La victoria 2-1 de Independiente Santa Fe sobre Deportivo Pasto dejó mucho más que tres puntos. El protagonismo de Hugo Rodallega, autor de uno de los goles y figura del encuentro, se trasladó rápidamente del campo de juego a la zona de declaraciones, donde el delantero lanzó una fuerte reflexión dirigida al técnico rival, Jonathan Risueño.
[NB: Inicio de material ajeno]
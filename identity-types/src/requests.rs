/*
 * Copyright 2025 Security Union LLC
 *
 * Licensed under either of
 *
 * * Apache License, Version 2.0
 *   (http://www.apache.org/licenses/LICENSE-2.0)
 * * MIT license
 *   (http://opensource.org/licenses/MIT)
 *
 * at your option.
 */

//! Request types for the login flow.

use serde::{Deserialize, Serialize};

/// Query parameters of the provider redirect back to the login callback.
///
/// Both fields default to empty so that a callback missing either one is
/// rejected by the login service with a classified error instead of a
/// generic deserialization failure.
#[derive(Debug, Serialize, Deserialize, Clone, Default)]
pub struct CallbackQuery {
    #[serde(default)]
    pub state: String,
    #[serde(default)]
    pub code: String,
}
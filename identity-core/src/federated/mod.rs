/*
 * Copyright 2025 Security Union LLC
 *
 * Licensed under either of
 *
 * * Apache License, Version 2.0
 *   (http://www.apache.org/licenses/LICENSE-2.0)
 * * MIT license
 *   (http://opensource.org/licenses/MIT)
 *
 * at your option.
 */

//! Verification of credentials minted by an AWS Cognito user pool.

pub mod keys;
pub mod verify;

#[cfg(test)]
pub(crate) mod testing;

pub use keys::KeySet;
pub use verify::{FederatedClaims, RemoteKeySetVerifier};
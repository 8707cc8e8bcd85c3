/*
 * Copyright 2025 Security Union LLC
 *
 * Licensed under either of
 *
 * * Apache License, Version 2.0
 *   (http://www.apache.org/licenses/LICENSE-2.0)
 * * MIT license
 *   (http://opensource.org/licenses/MIT)
 *
 * at your option.
 */

//! Outbound HTTP client shared by the OAuth bridge and the key-set fetch.

use std::time::Duration;

use crate::error::AuthError;

/// Build a client whose every request is bounded by `timeout`.
pub fn build_client(timeout: Duration) -> Result<reqwest::Client, AuthError> {
    reqwest::Client::builder()
        .timeout(timeout)
        .connect_timeout(timeout)
        .build()
        .map_err(|e| AuthError::Configuration(format!("failed to build HTTP client: {e}")))
}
Con un tono serio pero medido, Rodallega no esquivó la polémica y pidió respeto de manera directa: cuestionó la actitud del entrenador español durante el partido, señalando que sus palabras hacia los jugadores cardenales cruzaron una línea innecesaria. Según el atacante, cada vez que algún futbolista se acercaba a la zona técnica de Pasto, recibía comentarios despectivos.
El delantero no solo se limitó a la queja puntual, sino que llevó su argumento a un plano más profundo. Apelando a sus 18 años de carrera en el exterior, dejó una reflexión clara sobre el rol del extranjero en el fútbol: respetar el contexto, la cultura y, sobre todo, a quienes ofician como anfitriones. En su mensaje, más allá del reclamo, hubo una intención pedagógica: “con respeto se llega más lejos”, una frase que resume su postura y que resonó con fuerza tras el partido.
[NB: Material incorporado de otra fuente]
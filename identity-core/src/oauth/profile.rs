/*
 * Copyright 2025 Security Union LLC
 *
 * Licensed under either of
 *
 * * Apache License, Version 2.0
 *   (http://www.apache.org/licenses/LICENSE-2.0)
 * * MIT license
 *   (http://opensource.org/licenses/MIT)
 *
 * at your option.
 */

//! Google userinfo (v2) profile.

use serde::{Deserialize, Serialize};

use crate::error::AuthError;

/// Profile returned by the userinfo endpoint.
#[derive(Debug, Serialize, Deserialize, Clone, PartialEq)]
pub struct ProviderProfile {
    /// Stable provider-side account id.
    pub id: String,
    pub email: String,
    #[serde(default)]
    pub verified_email: bool,
    #[serde(default)]
    pub name: Option<String>,
    #[serde(default)]
    pub given_name: Option<String>,
    #[serde(default)]
    pub family_name: Option<String>,
    #[serde(default)]
    pub picture: Option<String>,
    #[serde(default)]
    pub locale: Option<String>,
}

pub(crate) async fn fetch_userinfo(
    client: &reqwest::Client,
    userinfo_url: &str,
    access_token: &str,
) -> Result<ProviderProfile, AuthError> {
    let resp = client
        .get(userinfo_url)
        .bearer_auth(access_token)
        .send()
        .await?;

    if !resp.status().is_success() {
        let status = resp.status();
        let body = resp.text().await.unwrap_or_default();
        tracing::error!("UserInfo request failed. Status: {status}, Body: {body}");
        return Err(AuthError::ExternalService(format!(
            "userinfo endpoint returned HTTP {status}"
        )));
    }

    resp.json::<ProviderProfile>().await.map_err(|e| {
        AuthError::ExternalService(format!("failed to parse userinfo response: {e}"))
    })
}
/*
 * Copyright 2025 Security Union LLC
 *
 * Licensed under either of
 *
 * * Apache License, Version 2.0
 *   (http://www.apache.org/licenses/LICENSE-2.0)
 * * MIT license
 *   (http://opensource.org/licenses/MIT)
 *
 * at your option.
 */

//! RSA fixtures shared by the unit tests of the federated verifier and the guard.

use std::sync::OnceLock;

use base64::engine::general_purpose::URL_SAFE_NO_PAD;
use base64::Engine;
use jsonwebtoken::{encode, Algorithm, EncodingKey, Header};
use rsa::pkcs8::{EncodePrivateKey, LineEnding};
use rsa::traits::PublicKeyParts;
use rsa::RsaPrivateKey;
use serde_json::json;

pub const POOL_ID: &str = "us-east-1_TestPool";
pub const REGION: &str = "us-east-1";

struct Fixture {
    encoding: EncodingKey,
    n: String,
    e: String,
}

fn fixture() -> &'static Fixture {
    static FIXTURE: OnceLock<Fixture> = OnceLock::new();
    FIXTURE.get_or_init(|| {
        let mut rng = rand::thread_rng();
        let private_key = RsaPrivateKey::new(&mut rng, 2048).unwrap();
        let pem = private_key.to_pkcs8_pem(LineEnding::LF).unwrap();
        let public_key = private_key.to_public_key();
        Fixture {
            encoding: EncodingKey::from_rsa_pem(pem.as_bytes()).unwrap(),
            n: URL_SAFE_NO_PAD.encode(public_key.n().to_bytes_be()),
            e: URL_SAFE_NO_PAD.encode(public_key.e().to_bytes_be()),
        }
    })
}

pub fn issuer() -> String {
    format!("https://cognito-idp.{REGION}.amazonaws.com/{POOL_ID}")
}

/// A key-set document publishing the fixture key under every given kid.
pub fn jwks_json(kids: &[&str]) -> String {
    let f = fixture();
    let keys: Vec<_> = kids
        .iter()
        .map(|kid| {
            json!({"alg": "RS256", "e": f.e, "kid": kid, "kty": "RSA", "n": f.n, "use": "sig"})
        })
        .collect();
    json!({ "keys": keys }).to_string()
}

/// Cognito-shaped claims expiring `ttl_secs` after `now`.
pub fn claims(iss: &str, token_use: &str, now: i64, ttl_secs: i64) -> serde_json::Value {
    json!({
        "iss": iss,
        "sub": "a1b2c3d4-0000-1111-2222-333344445555",
        "aud": "app-client-id",
        "exp": now + ttl_secs,
        "iat": now,
        "jti": "7f0c2b6a-jti",
        "token_use": token_use,
        "email": "fed@example.com",
    })
}

pub fn sign(kid: Option<&str>, alg: Algorithm, claims: &serde_json::Value) -> String {
    let mut header = Header::new(alg);
    header.kid = kid.map(str::to_string);
    encode(&header, claims, &fixture().encoding).unwrap()
}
Sin embargo, la respuesta de Risueño no tardó en llegar y mostró un contraste marcado, tanto en el enfoque como en el tono. El entrenador español se mostró sorprendido por las declaraciones de Rodallega, insinuando que el experimentado delantero debería entender que lo que sucede en el campo “queda en el campo”. Para él, lo ocurrido no ameritaba una exposición pública.
Lejos de suavizar la situación, Risueño profundizó en su postura y ofreció su versión de los hechos. Aseguró que sus indicaciones a sus jugadores —replegarse y ceder el balón— respondían a una lectura táctica del partido, argumentando que Santa Fe tiene limitaciones en el juego con posesión. Incluso fue más allá al señalar que, en su opinión, el equipo bogotano ganó gracias a individualidades y no a un funcionamiento colectivo sólido.
El técnico también invirtió la acusación, afirmando que fueron jugadores de Santa Fe quienes reaccionaron de forma inapropiada ante sus comentarios, describiendo el episodio como una situación típica de partido. Su cierre, lejos de buscar conciliación, mantuvo una postura firme que muchos podrían interpretar como desobligante frente al llamado de Rodallega.
Así, lo que pudo quedar como una fricción más dentro de los 90 minutos, terminó convirtiéndose en un debate más amplio sobre los límites del respeto en el fútbol profesional. De un lado, la voz de la experiencia que invita a elevar el comportamiento dentro y fuera del campo; del otro, una visión que normaliza la intensidad verbal como parte del juego.
El episodio deja una pregunta abierta: ¿hasta qué punto la pasión justifica las formas? Rodallega parece tener clara la respuesta. Risueño, por ahora, no tanto.